Soğuk su sayacını değiştirdikten sonra, su sayacını kontrol etmek için tuvaletteki suyu boşaltmaya karar verdim. Düğmeye bastığımda bir ünlem işareti duyuyorum:
-Klozetin kapağını kapat! Rica ederim!- Suyu akıttığımda dairenin sahibi büyükanne çığlık attı.
- Evet, tabi ki kapattım! - Korkarak klozet kapağını ve kapağı indirdi.
Ve tuvaletteki kapağı kapatmak için böyle bir arzunun nedeni nedir?- Ona sordum.
-Son, 90'larda bölge hastanesinde hemşire olarak çalıştım. Bulaşıcı hastalıklar koğuşunda. Orada her zaman yeni kabul edilen hastalara, fışkıran dışkı ve su akışının zorunlu olarak örtülmesi hakkında talimatlar verdiler.- Emekli açıkladı.
-Peki, bunu neden yapayım? Bana alt çizgiyi söyle ve bir sonraki uygulamaya koştum.

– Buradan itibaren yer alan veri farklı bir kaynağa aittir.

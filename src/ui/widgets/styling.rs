use crate::ui::theme::Theme;
use ratatui::style::{Modifier, Style};

/// Return the border style for active blocks.
///
pub fn active_block_border_style(theme: &Theme) -> Style {
    Style::default().fg(theme.border_active.to_color())
}

/// Return the border style for normal blocks.
///
pub fn normal_block_border_style(theme: &Theme) -> Style {
    Style::default().fg(theme.border_normal.to_color())
}

/// Return the title style for active blocks.
///
pub fn active_block_title_style() -> Style {
    Style::default().add_modifier(Modifier::BOLD)
}

/// Return the style for current list items.
///
pub fn current_list_item_style(theme: &Theme) -> Style {
    Style::default()
        .fg(theme.text.to_color())
        .add_modifier(Modifier::BOLD)
}

/// Return the style for active list items.
///
pub fn active_list_item_style(theme: &Theme) -> Style {
    current_list_item_style(theme).fg(theme.primary.to_color())
}

/// Return the style for normal text.
///
pub fn normal_text_style(theme: &Theme) -> Style {
    Style::default().fg(theme.text.to_color())
}

/// Return the style for secondary text.
///
pub fn secondary_text_style(theme: &Theme) -> Style {
    Style::default().fg(theme.text_secondary.to_color())
}

/// Return the style for muted hint text.
///
pub fn muted_text_style(theme: &Theme) -> Style {
    Style::default().fg(theme.text_muted.to_color())
}

/// Return the style for validation messages.
///
pub fn error_text_style(theme: &Theme) -> Style {
    Style::default().fg(theme.error.to_color())
}

/// Return the style for the banner.
///
pub fn banner_style(theme: &Theme) -> Style {
    Style::default().fg(theme.banner.to_color())
}
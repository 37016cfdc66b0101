use super::Frame;
use crate::state::State;
use crate::ui::widgets::styling;
use ratatui::layout::Rect;
use ratatui::text::Span;
use ratatui::widgets::{Block, Borders, Clear, List, ListItem};

/// Render the debug log overlay with the most recent captured lines.
///
pub fn log(frame: &mut Frame, size: Rect, state: &State) {
    let theme = state.get_theme();
    let visible = size.height.saturating_sub(2) as usize;
    let entries = state.get_debug_entries();
    let start = entries.len().saturating_sub(visible);

    let items: Vec<ListItem> = entries[start..]
        .iter()
        .map(|entry| ListItem::new(entry.as_str()))
        .collect();

    frame.render_widget(Clear, size);
    let list = List::new(items)
        .style(styling::secondary_text_style(theme))
        .block(
            Block::default()
                .borders(Borders::ALL)
                .border_style(styling::normal_block_border_style(theme).fg(theme.info.to_color()))
                .title(Span::styled(
                    " Log (d: fermer) ",
                    styling::active_block_title_style(),
                )),
        );
    frame.render_widget(list, size);
}
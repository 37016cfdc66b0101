//! Application state management module.
//!
//! This module contains the core state management for the application,
//! including:
//! - Main `State` struct that holds all interactive data
//! - Navigation types (Screen, BmiField)
//! - State error handling

mod error;
mod navigation;

pub use error::StateError;
pub use navigation::{BmiField, Screen};

// State struct, methods and Default impl are in state_impl.rs
#[path = "state_impl.rs"]
mod state_impl;

pub use state_impl::State;
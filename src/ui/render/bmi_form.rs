use super::Frame;
use crate::bmi;
use crate::state::{BmiField, State};
use crate::ui::widgets::styling;
use ratatui::layout::{Alignment, Constraint, Direction, Layout, Rect};
use ratatui::text::{Line, Span};
use ratatui::widgets::{Block, Borders, Gauge, Paragraph, Wrap};

/// Render the IMC calculator screen.
///
pub fn bmi_form(frame: &mut Frame, size: Rect, state: &State) {
    let theme = state.get_theme();

    let outer = Block::default()
        .borders(Borders::ALL)
        .border_style(styling::active_block_border_style(theme))
        .title(Span::styled(
            " Calculateur d'IMC ",
            styling::banner_style(theme).patch(styling::active_block_title_style()),
        ));
    let inner = outer.inner(size);
    frame.render_widget(outer, size);

    let rows = Layout::default()
        .direction(Direction::Vertical)
        .constraints(
            [
                Constraint::Length(3),
                Constraint::Length(3),
                Constraint::Length(1),
                Constraint::Min(8),
            ]
            .as_ref(),
        )
        .split(inner);

    input_field(
        frame,
        rows[0],
        state,
        " Poids (kg) ",
        state.get_weight_input(),
        "ex: 72",
        *state.active_field() == BmiField::Weight,
    );
    input_field(
        frame,
        rows[1],
        state,
        " Taille (cm) ",
        state.get_height_input(),
        "ex: 175",
        *state.active_field() == BmiField::Height,
    );
    message_line(frame, rows[2], state);
    result_card(frame, rows[3], state);
}

/// Render one bordered single-line input.
///
fn input_field(
    frame: &mut Frame,
    size: Rect,
    state: &State,
    title: &str,
    value: &str,
    placeholder: &str,
    active: bool,
) {
    let theme = state.get_theme();
    let border_style = if active {
        styling::active_block_border_style(theme)
    } else {
        styling::normal_block_border_style(theme)
    };
    let title_span = if active {
        Span::styled(title.to_string(), styling::active_block_title_style())
    } else {
        Span::raw(title.to_string())
    };
    let content = if value.is_empty() {
        Span::styled(placeholder.to_string(), styling::muted_text_style(theme))
    } else if active {
        // Trailing block stands in for a cursor
        Span::styled(format!("{}█", value), styling::normal_text_style(theme))
    } else {
        Span::styled(value.to_string(), styling::normal_text_style(theme))
    };
    let widget = Paragraph::new(Line::from(content)).block(
        Block::default()
            .borders(Borders::ALL)
            .border_style(border_style)
            .title(title_span),
    );
    frame.render_widget(widget, size);
}

/// Render the validation message, or the form hints when the inputs are fine.
///
fn message_line(frame: &mut Frame, size: Rect, state: &State) {
    let theme = state.get_theme();
    let widget = match state.get_reading().message {
        Some(message) => Paragraph::new(message).style(styling::error_text_style(theme)),
        None => Paragraph::new("↑/↓: changer de champ · Entrée: calculer · r: réinitialiser")
            .style(styling::muted_text_style(theme)),
    };
    frame.render_widget(widget, size);
}

/// Render the result card: animated value, figure, scale gauge, legend and
/// advisory tip.
///
fn result_card(frame: &mut Frame, size: Rect, state: &State) {
    let theme = state.get_theme();
    let reading = state.get_reading();
    let category_color = theme.bmi_category_color(reading.category);

    let card = Block::default()
        .borders(Borders::ALL)
        .border_style(styling::normal_block_border_style(theme))
        .title(" Résultat ");
    let inner = card.inner(size);
    frame.render_widget(card, size);

    let columns = Layout::default()
        .direction(Direction::Horizontal)
        .constraints([Constraint::Percentage(38), Constraint::Percentage(62)].as_ref())
        .split(inner);

    // Left column: value, category label, figure
    let left = Layout::default()
        .direction(Direction::Vertical)
        .constraints(
            [
                Constraint::Length(1),
                Constraint::Length(1),
                Constraint::Min(3),
            ]
            .as_ref(),
        )
        .split(columns[0]);

    let value_text = match reading.value {
        Some(_) => format!("{:.2}", state.displayed_value()),
        None => "--".to_string(),
    };
    let value_line = Line::from(vec![
        Span::styled("IMC ", styling::secondary_text_style(theme)),
        Span::styled(
            value_text,
            styling::active_block_title_style().fg(category_color),
        ),
    ]);
    frame.render_widget(
        Paragraph::new(value_line).alignment(Alignment::Center),
        left[0],
    );

    if let Some(category) = reading.category {
        frame.render_widget(
            Paragraph::new(category.label())
                .alignment(Alignment::Center)
                .style(styling::active_block_title_style().fg(category_color)),
            left[1],
        );
        frame.render_widget(
            Paragraph::new(category.figure())
                .alignment(Alignment::Center)
                .style(styling::normal_text_style(theme).fg(category_color)),
            left[2],
        );
    }

    // Right column: gauge, legend, tip
    let right = Layout::default()
        .direction(Direction::Vertical)
        .constraints(
            [
                Constraint::Length(3),
                Constraint::Length(7),
                Constraint::Min(4),
            ]
            .as_ref(),
        )
        .split(columns[1]);

    let progress = state.displayed_progress().clamp(0.0, 1.0);
    let gauge = Gauge::default()
        .block(
            Block::default()
                .borders(Borders::ALL)
                .border_style(styling::normal_block_border_style(theme))
                .title(format!(
                    " Échelle {:.0}–{:.0} ",
                    bmi::PROGRESS_MIN,
                    bmi::PROGRESS_MAX
                )),
        )
        .gauge_style(styling::normal_text_style(theme).fg(category_color))
        .label(format!("{:.0} %", progress * 100.0))
        .ratio(progress);
    frame.render_widget(gauge, right[0]);

    let legend_lines: Vec<Line> = bmi::Category::all()
        .iter()
        .map(|category| {
            let mut label_style = styling::secondary_text_style(theme);
            if reading.category == Some(*category) {
                label_style = styling::current_list_item_style(theme);
            }
            Line::from(vec![
                Span::styled(
                    "■ ",
                    styling::normal_text_style(theme)
                        .fg(theme.bmi_category_color(Some(*category))),
                ),
                Span::styled(category.label(), label_style),
            ])
        })
        .collect();
    let legend = Paragraph::new(legend_lines).block(
        Block::default()
            .borders(Borders::ALL)
            .border_style(styling::normal_block_border_style(theme))
            .title(" Légende "),
    );
    frame.render_widget(legend, right[1]);

    let tip = Paragraph::new(bmi::tip_for(reading.category))
        .style(styling::secondary_text_style(theme))
        .wrap(Wrap { trim: true })
        .block(
            Block::default()
                .borders(Borders::ALL)
                .border_style(styling::normal_block_border_style(theme))
                .title(Span::styled(
                    " Conseil ",
                    styling::normal_text_style(theme).fg(theme.warning.to_color()),
                )),
        );
    frame.render_widget(tip, right[2]);
}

Onu kısa bir hikayeye itmeye çalıştım.
-Bölümümüzde bulaşıcı hastalığı olan hastalar vardı, tuvalete büyük miktarlarda gittiklerinde dış ortama "basil" salgılarlar. Bunları kapağı açık olarak yıkarlarsa, güçlü bir su akışı yalnızca içeriği yıkamakla kalmaz, aynı zamanda mikroplar ve bakterilerle birlikte büyük bir mikroskobik damla bulutunu da kaldırır. Tuvalet üzerindeki kapalı kapak, tehlikeli hava kütlesinin kapalı alandan çıkmasını engeller. - Büyükanne benim için bir eğitim programı yürüttü.
-Bu nedenle, tuvalete yanlış sifon çekilmesine evde bile sert tepki veriyorum. Ve size böyle bir eylemi ihmal etmemenizi tavsiye ederim! - Açıklayan genç bir kadın değildi.
Sevgili okuyucu, sence bu yaşlı bir kişinin başka bir hikayesi mi yoksa onu dinlemeye değer mi? Sonuçta, sözlerinde bir sağduyu notu var.